One thing I do wonder about though is what PPD was like back then and how it was even conceptualized as I had a horrible experience with PPD. But one of the things I discussed with my therapist was how it was hard sometimes to know how much of my PPD was a just inevitable hormonal imbalance and how much was living in a world and having a life that simply did not accommodate the natural hormonal swings of pregnancy and childbirth. Like it didn't make me long for a simpler time because of all the aforementioned rape and lack of reproductive agency but also there was pretty obviously a link for me between being expected to give birth and then return to work and life as though it had not happened and the mental health problems I had that first year. I wonder how that experience would have been different in an earlier time. On the one hand I would have been written off as a crazy hysterical woman but on the other hand this might have been considere a more "normal" response to childbirth. Perhaps. I don't actually know.

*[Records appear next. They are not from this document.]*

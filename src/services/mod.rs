pub mod render;
pub mod storage;
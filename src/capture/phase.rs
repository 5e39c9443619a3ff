use std::fmt;

use serde::{Deserialize, Serialize};

use crate::capture::config::CaptureConfig;

#[derive(Debug, Clone, Copy, PartialEq, Eq, Serialize, Deserialize)]
#[serde(rename_all = "lowercase")]
pub enum CaptureMode {
    Countdown,
    Capture,
    Done,
}

/// Classify a tick count against the countdown and capture thresholds.
pub fn determine_capture_mode(count: u32, config: &CaptureConfig) -> CaptureMode {
    if count <= config.countdown_ticks {
        CaptureMode::Countdown
    } else if count <= config.last_capture_tick() {
        CaptureMode::Capture
    } else {
        CaptureMode::Done
    }
}

/// What the status readout shows for a given tick count.
#[derive(Debug, Clone, Copy, PartialEq, Eq, Serialize, Deserialize)]
#[serde(tag = "phase", rename_all = "lowercase")]
pub enum CapturePhase {
    Countdown { remaining: u32 },
    Capture { index: u32, total: u32 },
    Done,
}

impl CapturePhase {
    pub fn at(count: u32, config: &CaptureConfig) -> Self {
        match determine_capture_mode(count, config) {
            CaptureMode::Countdown => CapturePhase::Countdown {
                remaining: config.countdown_ticks - count,
            },
            CaptureMode::Capture => CapturePhase::Capture {
                index: count - config.countdown_ticks,
                total: config.image_count,
            },
            CaptureMode::Done => CapturePhase::Done,
        }
    }

    pub fn mode(&self) -> CaptureMode {
        match self {
            CapturePhase::Countdown { .. } => CaptureMode::Countdown,
            CapturePhase::Capture { .. } => CaptureMode::Capture,
            CapturePhase::Done => CaptureMode::Done,
        }
    }
}

const PICTURE_EMOJI: [&str; 4] = ["🎩", "✨", "🔮", "🎉"];

impl fmt::Display for CapturePhase {
    fn fmt(&self, f: &mut fmt::Formatter<'_>) -> fmt::Result {
        match self {
            CapturePhase::Countdown { remaining } => {
                write!(f, "🔥 COUNTDOWN! GET READY! {} 🔥", remaining)
            }
            CapturePhase::Capture { index, total } => {
                let emoji = PICTURE_EMOJI[*index as usize % PICTURE_EMOJI.len()];
                write!(f, "Taking Picture {} {} / {}", emoji, index, total)
            }
            CapturePhase::Done => write!(f, "Done 🙌"),
        }
    }
}
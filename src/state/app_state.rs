use std::sync::{Arc, Mutex, PoisonError};

use tokio::sync::broadcast;

use crate::capture::camera::Camera;
use crate::capture::controller::{CaptureController, RunHandle};
use crate::error::GifawayError;
use crate::events::GalleryUpdated;
use crate::services::render::encoder::AnimationEncoder;
use crate::services::render::renderer::{GalleryRenderer, RenderedGif};
use crate::services::storage::kv::KeyValueStore;
use crate::services::storage::manager::{GalleryStore, Session};
use crate::state::settings::AppSettings;

/// Global application state, built once at startup
pub struct AppState {
    pub gallery: Mutex<GalleryStore>,
    pub controller: CaptureController,
    pub renderer: Mutex<GalleryRenderer>,
}

impl AppState {
    pub fn new(
        store: Arc<dyn KeyValueStore>,
        camera: Arc<dyn Camera>,
        encoder: Arc<dyn AnimationEncoder>,
        settings: &AppSettings,
    ) -> Result<Self, GifawayError> {
        settings.validate()?;
        Ok(Self {
            gallery: Mutex::new(GalleryStore::load(store, settings.storage_key.clone())),
            controller: CaptureController::new(camera, settings.capture.clone())?,
            renderer: Mutex::new(GalleryRenderer::new(encoder, settings.gif.clone())?),
        })
    }

    pub fn start_capture(&self) -> Result<RunHandle, GifawayError> {
        self.controller.start()
    }

    pub fn capture_active(&self) -> bool {
        self.controller.is_active()
    }

    /// Append a completed run's session to the gallery and persist it.
    pub fn store_session(&self, session: Session) -> Result<Arc<Session>, GifawayError> {
        self.gallery
            .lock()
            .unwrap_or_else(PoisonError::into_inner)
            .append(session)
    }

    /// Run one capture to completion and store its session.
    ///
    /// `Ok(None)` if the run ended without completing.
    pub async fn capture_session(&self) -> Result<Option<Arc<Session>>, GifawayError> {
        let handle = self.start_capture()?;
        match handle.finish().await {
            Some(session) => self.store_session(session).map(Some),
            None => Ok(None),
        }
    }

    pub fn subscribe(&self) -> broadcast::Receiver<GalleryUpdated> {
        self.gallery
            .lock()
            .unwrap_or_else(PoisonError::into_inner)
            .subscribe()
    }

    pub fn session_count(&self) -> usize {
        self.gallery
            .lock()
            .unwrap_or_else(PoisonError::into_inner)
            .gallery()
            .len()
    }

    /// Rendered gallery, newest first.
    pub fn render_gallery(&self) -> Vec<RenderedGif> {
        let gallery = self.gallery.lock().unwrap_or_else(PoisonError::into_inner);
        let mut renderer = self.renderer.lock().unwrap_or_else(PoisonError::into_inner);
        renderer.render(gallery.gallery())
    }
}
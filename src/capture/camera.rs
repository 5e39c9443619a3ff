use std::io::ErrorKind;
use std::path::{Path, PathBuf};

use crate::capture::config::StillFormat;
use crate::capture::screenshot::encode_data_url;
use crate::error::GifawayError;

/// Source of stills for a capture run.
pub trait Camera: Send + Sync {
    /// Grab the current frame as an encoded still (`data:` URL).
    ///
    /// Returns [`GifawayError::FrameUnavailable`] while the feed is not ready.
    fn screenshot(&self) -> Result<String, GifawayError>;
}

/// Reads the frame an external capture process keeps overwriting on disk,
/// e.g. `ffmpeg -f v4l2 -i /dev/video0 -update 1 frame.jpg`.
pub struct FrameFileCamera {
    path: PathBuf,
    format: StillFormat,
}

impl FrameFileCamera {
    pub fn new(path: impl Into<PathBuf>) -> Self {
        let path = path.into();
        let format = StillFormat::from_path(&path);
        Self { path, format }
    }

    pub fn path(&self) -> &Path {
        &self.path
    }
}

impl Camera for FrameFileCamera {
    fn screenshot(&self) -> Result<String, GifawayError> {
        let bytes = match std::fs::read(&self.path) {
            Ok(bytes) => bytes,
            Err(e) if e.kind() == ErrorKind::NotFound => {
                return Err(GifawayError::FrameUnavailable(format!(
                    "no frame at {}",
                    self.path.display()
                )))
            }
            Err(e) => return Err(e.into()),
        };
        if bytes.is_empty() {
            // The writer truncates before each frame; treat the gap as not ready.
            return Err(GifawayError::FrameUnavailable("frame file is empty".into()));
        }
        Ok(encode_data_url(&bytes, self.format.mime()))
    }
}
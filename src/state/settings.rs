use std::io::ErrorKind;
use std::path::{Path, PathBuf};

use serde::{Deserialize, Serialize};

use crate::capture::config::{CaptureConfig, GifConfig};
use crate::error::GifawayError;
use crate::services::storage::manager::DEFAULT_STORAGE_KEY;

pub const SETTINGS_FILE: &str = "settings.json";

#[derive(Debug, Clone, PartialEq, Serialize, Deserialize)]
#[serde(default)]
pub struct AppSettings {
    pub capture: CaptureConfig,
    pub gif: GifConfig,
    pub storage_key: String,
    /// Frame file the camera reads; defaults under the data directory.
    pub camera_frame: Option<PathBuf>,
    /// Where rendered GIFs are written; defaults under the data directory.
    pub gallery_dir: Option<PathBuf>,
}

impl Default for AppSettings {
    fn default() -> Self {
        Self {
            capture: CaptureConfig::default(),
            gif: GifConfig::default(),
            storage_key: DEFAULT_STORAGE_KEY.to_string(),
            camera_frame: None,
            gallery_dir: None,
        }
    }
}

impl AppSettings {
    /// Per-user application directory.
    pub fn data_dir() -> Option<PathBuf> {
        dirs::data_dir().map(|dir| dir.join("Gifaway"))
    }

    /// Read `settings.json` from `dir`; a missing file means defaults.
    pub fn load(dir: &Path) -> Result<Self, GifawayError> {
        let path = dir.join(SETTINGS_FILE);
        let settings: Self = match std::fs::read_to_string(&path) {
            Ok(raw) => serde_json::from_str(&raw)?,
            Err(e) if e.kind() == ErrorKind::NotFound => {
                log::debug!("No settings at {}, using defaults", path.display());
                Self::default()
            }
            Err(e) => return Err(e.into()),
        };
        settings.validate()?;
        Ok(settings)
    }

    pub fn validate(&self) -> Result<(), GifawayError> {
        self.capture.validate()?;
        self.gif.validate()?;
        if self.storage_key.trim().is_empty() {
            return Err(GifawayError::InvalidConfig("storage_key must not be empty".into()));
        }
        Ok(())
    }

    pub fn camera_frame_path(&self, data_dir: &Path) -> PathBuf {
        self.camera_frame
            .clone()
            .unwrap_or_else(|| data_dir.join("camera").join("frame.jpg"))
    }

    pub fn gallery_path(&self, data_dir: &Path) -> PathBuf {
        self.gallery_dir
            .clone()
            .unwrap_or_else(|| data_dir.join("Gallery"))
    }
}
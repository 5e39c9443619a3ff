//! Typed JSON values on top of a [`KeyValueStore`].

use serde::de::DeserializeOwned;
use serde::Serialize;

use crate::error::GifawayError;
use crate::services::storage::kv::KeyValueStore;

/// Read and decode the value under `key`.
///
/// Absent, `null`, unreadable and undecodable values all yield `default`.
pub fn load<T: DeserializeOwned>(store: &dyn KeyValueStore, key: &str, default: T) -> T {
    let raw = match store.get(key) {
        Ok(Some(raw)) => raw,
        Ok(None) => return default,
        Err(e) => {
            log::warn!("Could not read '{}', using default: {}", key, e);
            return default;
        }
    };
    match serde_json::from_str::<Option<T>>(&raw) {
        Ok(Some(value)) => value,
        Ok(None) => default,
        Err(e) => {
            log::warn!("Discarding undecodable value under '{}': {}", key, e);
            default
        }
    }
}

/// Encode `value` and overwrite whatever is stored under `key`.
pub fn save<T: Serialize + ?Sized>(
    store: &dyn KeyValueStore,
    key: &str,
    value: &T,
) -> Result<(), GifawayError> {
    let raw = serde_json::to_string(value)?;
    store.set(key, &raw)
}
use base64::{engine::general_purpose::STANDARD, Engine as _};

use crate::error::GifawayError;

const BASE64_MARKER: &str = ";base64,";

/// Wrap encoded image bytes in a `data:` URL, the form stills are stored in.
pub fn encode_data_url(bytes: &[u8], mime: &str) -> String {
    format!("data:{}{}{}", mime, BASE64_MARKER, STANDARD.encode(bytes))
}

/// Recover the image bytes from a stored still.
///
/// Accepts a base64 `data:` URL or a bare base64 payload.
pub fn decode_data_url(still: &str) -> Result<Vec<u8>, GifawayError> {
    let payload = match still.strip_prefix("data:") {
        Some(rest) => match rest.find(BASE64_MARKER) {
            Some(pos) => &rest[pos + BASE64_MARKER.len()..],
            None => {
                return Err(GifawayError::InvalidStill(
                    "data URL is not base64 encoded".into(),
                ))
            }
        },
        None => still,
    };
    Ok(STANDARD.decode(payload.trim())?)
}

/// MIME type declared by a `data:` URL, if any.
pub fn data_url_mime(still: &str) -> Option<&str> {
    let rest = still.strip_prefix("data:")?;
    let end = rest.find([';', ','])?;
    Some(&rest[..end])
}
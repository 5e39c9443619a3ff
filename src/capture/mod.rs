pub mod camera;
pub mod config;
pub mod controller;
pub mod phase;
pub mod run;
pub mod screenshot;
pub mod ticker;

#[cfg(test)]
pub(crate) mod testing;
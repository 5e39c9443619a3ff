use serde::Serialize;

use crate::capture::phase::CapturePhase;
use crate::services::storage::manager::Session;

/// Event name constants for backend -> surface notifications
pub const CAPTURE_STATUS: &str = "capture:status";
pub const CAPTURE_COMPLETED: &str = "capture:completed";
pub const CAPTURE_CANCELLED: &str = "capture:cancelled";
pub const GALLERY_UPDATED: &str = "gallery:updated";

/// Progress of a single capture run, delivered on the run's own channel.
#[derive(Debug, Clone, PartialEq, Serialize)]
#[serde(tag = "kind", content = "payload", rename_all = "lowercase")]
pub enum RunUpdate {
    Status(CapturePhase),
    Completed(Session),
}

impl RunUpdate {
    pub fn name(&self) -> &'static str {
        match self {
            RunUpdate::Status(_) => CAPTURE_STATUS,
            RunUpdate::Completed(_) => CAPTURE_COMPLETED,
        }
    }
}

/// Broadcast by the gallery store after every append.
#[derive(Debug, Clone, PartialEq, Serialize)]
pub struct GalleryUpdated {
    pub sessions: usize,
    pub appended_frames: usize,
    pub updated_at: String,
}

impl GalleryUpdated {
    pub fn new(sessions: usize, appended_frames: usize) -> Self {
        Self {
            sessions,
            appended_frames,
            updated_at: chrono::Utc::now().to_rfc3339(),
        }
    }

    pub fn name(&self) -> &'static str {
        GALLERY_UPDATED
    }
}
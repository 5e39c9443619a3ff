pub mod encoder;
pub mod renderer;
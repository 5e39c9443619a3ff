use std::sync::Arc;

use serde::{Deserialize, Serialize};
use sha2::{Digest, Sha256};
use tokio::sync::broadcast;

use crate::error::GifawayError;
use crate::events::GalleryUpdated;
use crate::services::storage::cache;
use crate::services::storage::kv::KeyValueStore;

pub const DEFAULT_STORAGE_KEY: &str = "gifawayStore";

/// Ordered stills from one completed capture run.
#[derive(Debug, Clone, Default, PartialEq, Eq, Serialize, Deserialize)]
#[serde(transparent)]
pub struct Session {
    stills: Vec<String>,
}

impl Session {
    pub fn new(stills: Vec<String>) -> Self {
        Self { stills }
    }

    pub fn stills(&self) -> &[String] {
        &self.stills
    }

    pub fn len(&self) -> usize {
        self.stills.len()
    }

    pub fn is_empty(&self) -> bool {
        self.stills.is_empty()
    }

    /// Hex SHA-256 over the stills, stable across restarts.
    pub fn digest(&self) -> String {
        let mut hasher = Sha256::new();
        for still in &self.stills {
            hasher.update((still.len() as u64).to_le_bytes());
            hasher.update(still.as_bytes());
        }
        format!("{:x}", hasher.finalize())
    }
}

/// All sessions in capture order.
#[derive(Debug, Clone, Default, PartialEq, Eq, Serialize, Deserialize)]
#[serde(transparent)]
pub struct Gallery {
    sessions: Vec<Arc<Session>>,
}

impl Gallery {
    pub fn new() -> Self {
        Self::default()
    }

    pub fn push(&mut self, session: Arc<Session>) {
        self.sessions.push(session);
    }

    pub fn sessions(&self) -> &[Arc<Session>] {
        &self.sessions
    }

    pub fn len(&self) -> usize {
        self.sessions.len()
    }

    pub fn is_empty(&self) -> bool {
        self.sessions.is_empty()
    }

    /// Sessions newest first, paired with their capture index.
    pub fn most_recent_first(&self) -> impl Iterator<Item = (usize, &Arc<Session>)> {
        self.sessions.iter().enumerate().rev()
    }
}

impl From<Vec<Session>> for Gallery {
    fn from(sessions: Vec<Session>) -> Self {
        Self {
            sessions: sessions.into_iter().map(Arc::new).collect(),
        }
    }
}

/// The persisted gallery. Rehydrated once at startup, written back after
/// every append.
pub struct GalleryStore {
    store: Arc<dyn KeyValueStore>,
    key: String,
    gallery: Gallery,
    updates: broadcast::Sender<GalleryUpdated>,
}

impl GalleryStore {
    pub fn load(store: Arc<dyn KeyValueStore>, key: impl Into<String>) -> Self {
        let key = key.into();
        let gallery = cache::load(store.as_ref(), &key, Gallery::new());
        log::info!("Loaded {} sessions from '{}'", gallery.len(), key);
        let (updates, _) = broadcast::channel(16);
        Self {
            store,
            key,
            gallery,
            updates,
        }
    }

    pub fn key(&self) -> &str {
        &self.key
    }

    pub fn gallery(&self) -> &Gallery {
        &self.gallery
    }

    pub fn subscribe(&self) -> broadcast::Receiver<GalleryUpdated> {
        self.updates.subscribe()
    }

    /// Append a session and persist the whole gallery.
    ///
    /// The in-memory gallery keeps the session even if the write fails.
    pub fn append(&mut self, session: Session) -> Result<Arc<Session>, GifawayError> {
        let session = Arc::new(session);
        self.gallery.push(Arc::clone(&session));
        let saved = cache::save(self.store.as_ref(), &self.key, &self.gallery);
        if let Err(e) = &saved {
            log::error!("Failed to persist gallery under '{}': {}", self.key, e);
        }

        let event = GalleryUpdated::new(self.gallery.len(), session.len());
        log::debug!("{}: {} sessions", event.name(), event.sessions);
        // No subscribers is fine.
        let _ = self.updates.send(event);

        saved.map(|_| session)
    }
}

#[cfg(test)]
mod tests {
    use super::*;
    use crate::services::storage::kv::MemoryStore;

    fn session(stills: &[&str]) -> Session {
        Session::new(stills.iter().map(|s| s.to_string()).collect())
    }

    fn round_trip(gallery: &Gallery) -> Gallery {
        let store = MemoryStore::default();
        cache::save(&store, DEFAULT_STORAGE_KEY, gallery).unwrap();
        cache::load(&store, DEFAULT_STORAGE_KEY, Gallery::from(vec![session(&["sentinel"])]))
    }

    #[test]
    fn persistence_round_trips() {
        let empty = Gallery::new();
        assert_eq!(round_trip(&empty), empty);

        let single = Gallery::from(vec![session(&["a", "b", "c"])]);
        assert_eq!(round_trip(&single), single);

        let multi = Gallery::from(vec![session(&[]), session(&["x"]), session(&[])]);
        assert_eq!(round_trip(&multi), multi);
    }

    #[test]
    fn persisted_shape_is_nested_string_arrays() {
        let gallery = Gallery::from(vec![session(&["a"]), session(&[])]);
        assert_eq!(serde_json::to_string(&gallery).unwrap(), r#"[["a"],[]]"#);
    }

    #[test]
    fn append_persists_every_time() {
        let store: Arc<MemoryStore> = Arc::new(MemoryStore::default());
        let mut gallery = GalleryStore::load(store.clone(), DEFAULT_STORAGE_KEY);
        assert!(gallery.gallery().is_empty());

        gallery.append(session(&["a"])).unwrap();
        assert_eq!(
            store.get(DEFAULT_STORAGE_KEY).unwrap().as_deref(),
            Some(r#"[["a"]]"#)
        );
        gallery.append(session(&["b", "c"])).unwrap();

        let reloaded = GalleryStore::load(store, DEFAULT_STORAGE_KEY);
        assert_eq!(reloaded.gallery(), gallery.gallery());
    }

    #[test]
    fn corrupted_storage_starts_empty() {
        let store = Arc::new(MemoryStore::default());
        store.set(DEFAULT_STORAGE_KEY, "[[\"truncated").unwrap();
        let gallery = GalleryStore::load(store, DEFAULT_STORAGE_KEY);
        assert!(gallery.gallery().is_empty());
    }

    #[test]
    fn most_recent_first_order() {
        let mut gallery = Gallery::from(vec![session(&["A"]), session(&["B"])]);
        gallery.push(Arc::new(session(&["S"])));

        let order: Vec<(usize, &str)> = gallery
            .most_recent_first()
            .map(|(i, s)| (i, s.stills()[0].as_str()))
            .collect();
        assert_eq!(order, vec![(2, "S"), (1, "B"), (0, "A")]);
    }

    #[test]
    fn subscribers_hear_appends() {
        let mut gallery = GalleryStore::load(Arc::new(MemoryStore::default()), "k");
        let mut rx = gallery.subscribe();

        gallery.append(session(&["a", "b"])).unwrap();
        let event = rx.try_recv().unwrap();
        assert_eq!(event.sessions, 1);
        assert_eq!(event.appended_frames, 2);
    }

    #[test]
    fn digest_depends_on_content_and_order() {
        let ab = session(&["a", "b"]);
        assert_eq!(ab.digest(), session(&["a", "b"]).digest());
        assert_ne!(ab.digest(), session(&["b", "a"]).digest());
        assert_ne!(session(&["ab"]).digest(), ab.digest());
        assert_eq!(ab.digest().len(), 64);
    }
}
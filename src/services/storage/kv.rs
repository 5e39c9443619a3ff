use std::collections::HashMap;
use std::io::ErrorKind;
use std::path::{Path, PathBuf};
use std::sync::{Mutex, PoisonError};

use crate::error::GifawayError;

/// Local persistent key-value storage for raw strings.
pub trait KeyValueStore: Send + Sync {
    fn get(&self, key: &str) -> Result<Option<String>, GifawayError>;
    fn set(&self, key: &str, value: &str) -> Result<(), GifawayError>;
}

/// One file per key inside a directory.
pub struct FileStore {
    dir: PathBuf,
}

impl FileStore {
    pub fn open(dir: impl Into<PathBuf>) -> Result<Self, GifawayError> {
        let dir = dir.into();
        std::fs::create_dir_all(&dir)?;
        Ok(Self { dir })
    }

    pub fn dir(&self) -> &Path {
        &self.dir
    }

    fn path_for(&self, key: &str) -> Result<PathBuf, GifawayError> {
        let valid = !key.is_empty()
            && key
                .chars()
                .all(|c| c.is_ascii_alphanumeric() || matches!(c, '-' | '_' | '.'))
            && !key.starts_with('.');
        if !valid {
            return Err(GifawayError::StorageError(format!("invalid key '{}'", key)));
        }
        Ok(self.dir.join(format!("{}.json", key)))
    }
}

impl KeyValueStore for FileStore {
    fn get(&self, key: &str) -> Result<Option<String>, GifawayError> {
        match std::fs::read_to_string(self.path_for(key)?) {
            Ok(raw) => Ok(Some(raw)),
            Err(e) if e.kind() == ErrorKind::NotFound => Ok(None),
            Err(e) => Err(e.into()),
        }
    }

    fn set(&self, key: &str, value: &str) -> Result<(), GifawayError> {
        let path = self.path_for(key)?;
        // Write aside, then rename over the old value so readers never see half a write.
        let tmp = path.with_extension("json.tmp");
        std::fs::write(&tmp, value)?;
        std::fs::rename(&tmp, &path)?;
        Ok(())
    }
}

/// Process-local store; contents are lost on exit.
#[derive(Default)]
pub struct MemoryStore {
    entries: Mutex<HashMap<String, String>>,
}

impl KeyValueStore for MemoryStore {
    fn get(&self, key: &str) -> Result<Option<String>, GifawayError> {
        let entries = self.entries.lock().unwrap_or_else(PoisonError::into_inner);
        Ok(entries.get(key).cloned())
    }

    fn set(&self, key: &str, value: &str) -> Result<(), GifawayError> {
        let mut entries = self.entries.lock().unwrap_or_else(PoisonError::into_inner);
        entries.insert(key.to_string(), value.to_string());
        Ok(())
    }
}
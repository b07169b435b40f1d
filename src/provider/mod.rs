//! Generative provider access: the client seam, the Gemini client and the
//! multi-credential invocation engine.

pub mod client;
pub mod engine;
pub mod error;
pub mod gemini;

pub use client::{GenerationRequest, ProviderClient};
pub use engine::InvocationEngine;
pub use error::{AttemptFailure, FailureClass, InvocationError, ProviderError};
pub use gemini::GeminiClient;
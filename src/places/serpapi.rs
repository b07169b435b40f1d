//! SerpAPI Google Maps engine response parsing.

use serde_json::Value;

use crate::places::error::{PlacesError, PlacesResult};
use crate::places::types::{PlaceDetail, PlaceSummary};

/// Engine name for map searches.
pub const ENGINE: &str = "google_maps";

fn str_field(value: &Value, key: &str) -> Option<String> {
    value.get(key).and_then(Value::as_str).map(str::to_string)
}

/// Surface an `error` member of the response body.
///
/// # Errors
/// Returns [`PlacesError::Backend`] when the body carries an error.
pub fn check_error(json: &Value) -> PlacesResult<()> {
    match json.get("error").and_then(Value::as_str) {
        Some(message) => Err(PlacesError::Backend(message.to_string())),
        None => Ok(()),
    }
}

/// Parse `local_results`, keeping only entries with GPS coordinates.
#[must_use]
pub fn parse_search_results(json: &Value) -> Vec<PlaceSummary> {
    let Some(results) = json.get("local_results").and_then(Value::as_array) else {
        return Vec::new();
    };

    results
        .iter()
        .filter_map(|item| {
            let gps = item.get("gps_coordinates")?;
            let lat = gps.get("latitude").and_then(Value::as_f64)?;
            let lng = gps.get("longitude").and_then(Value::as_f64)?;
            Some(PlaceSummary {
                name: str_field(item, "title").unwrap_or_default(),
                place_id: str_field(item, "place_id"),
                lat,
                lng,
                address: str_field(item, "address"),
                rating: item.get("rating").and_then(Value::as_f64),
                thumbnail: str_field(item, "thumbnail"),
            })
        })
        .collect()
}

/// Parse `place_results` into a detail card; `fallback_name` is used when
/// the backend has no title.
#[must_use]
pub fn parse_place_detail(json: &Value, fallback_name: &str) -> PlaceDetail {
    let empty = Value::Null;
    let place = json.get("place_results").unwrap_or(&empty);
    let title = str_field(place, "title").unwrap_or_else(|| fallback_name.to_string());

    let image = place
        .get("photos")
        .and_then(Value::as_array)
        .and_then(|photos| photos.first())
        .and_then(|photo| str_field(photo, "image"))
        .or_else(|| str_field(place, "thumbnail"));

    PlaceDetail {
        culture: format!(
            "Văn hóa địa phương tại {title} phản ánh rõ nét đời sống và tín ngưỡng Việt Nam."
        ),
        food: format!("Ẩm thực {title} nổi bật với các món ăn mang bản sắc vùng miền."),
        address: str_field(place, "address"),
        rating: place.get("rating").and_then(Value::as_f64),
        hours: place.get("hours").filter(|h| !h.is_null()).cloned(),
        image,
        name: title,
    }
}

#[cfg(test)]
mod tests {
    use super::*;
    use serde_json::json;

    #[test]
    fn test_parse_search_results() {
        let json = json!({
            "local_results": [
                {
                    "title": "Chợ Bến Thành",
                    "place_id": "ChIJ1",
                    "gps_coordinates": {"latitude": 10.7725, "longitude": 106.698},
                    "address": "Lê Lợi, Quận 1",
                    "rating": 4.1,
                    "thumbnail": "https://example.com/t.jpg"
                },
                {"title": "No coordinates"},
                {
                    "title": "Dinh Độc Lập",
                    "gps_coordinates": {"latitude": 10.777, "longitude": 106.695}
                }
            ]
        });

        let results = parse_search_results(&json);
        assert_eq!(results.len(), 2);
        assert_eq!(results[0].name, "Chợ Bến Thành");
        assert_eq!(results[0].place_id.as_deref(), Some("ChIJ1"));
        assert!((results[0].rating.unwrap() - 4.1).abs() < f64::EPSILON);
        assert!(results[1].address.is_none());
    }

    #[test]
    fn test_parse_search_results_missing_section() {
        assert!(parse_search_results(&json!({})).is_empty());
    }

    #[test]
    fn test_parse_place_detail() {
        let json = json!({
            "place_results": {
                "title": "Nhà thờ Đức Bà",
                "address": "01 Công xã Paris",
                "rating": 4.5,
                "hours": [{"monday": "8–17"}],
                "photos": [{"image": "https://example.com/p.jpg"}]
            }
        });
        let detail = parse_place_detail(&json, "ignored");
        assert_eq!(detail.name, "Nhà thờ Đức Bà");
        assert_eq!(detail.image.as_deref(), Some("https://example.com/p.jpg"));
        assert!(detail.culture.contains("Nhà thờ Đức Bà"));
        assert!(detail.hours.is_some());
    }

    #[test]
    fn test_parse_place_detail_falls_back_to_name() {
        let detail = parse_place_detail(&json!({}), "Thành phố Hồ Chí Minh");
        assert_eq!(detail.name, "Thành phố Hồ Chí Minh");
        assert!(detail.food.contains("Thành phố Hồ Chí Minh"));
        assert!(detail.image.is_none());
    }

    #[test]
    fn test_check_error() {
        assert!(check_error(&json!({"error": "Invalid API key."})).is_err());
        assert!(check_error(&json!({"local_results": []})).is_ok());
    }
}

It's an interesting thought experiment for sure.
You would have to return to work within days. Have you ever done a load of laundry by hands? Do you know how much laundry newborns create? How about cooking everything from scratch? Cleaning? Taking care of your other kids?
I grew up in a different country, without a washing machine or disposable diapers. I remember when my brother was born, my parents were doing laundry 24/7.
Yes there was way more physical labor back then and yes women gave birth and then immediately returned to their physical labor.
However what women didn't do is go back into offices and other workplaces away from their babies and pump milk on their breaks while feeling the physical pain of missing their newborns (or go through the hormonal crash of stopping breastfeeding). They didn't return to staff meetings and talking to clients where they would be expected to behave as though they didn't just grow and give birth to a brand new human who is out in the world somewhere away from them being cared for by someone else for some reason.
The world was a physically harsher and deadlier place 150 years ago. But it was in some ways a more sensical place from a mental perspective and the idea of motherhood was a bit more integrated with the lives that women actually led.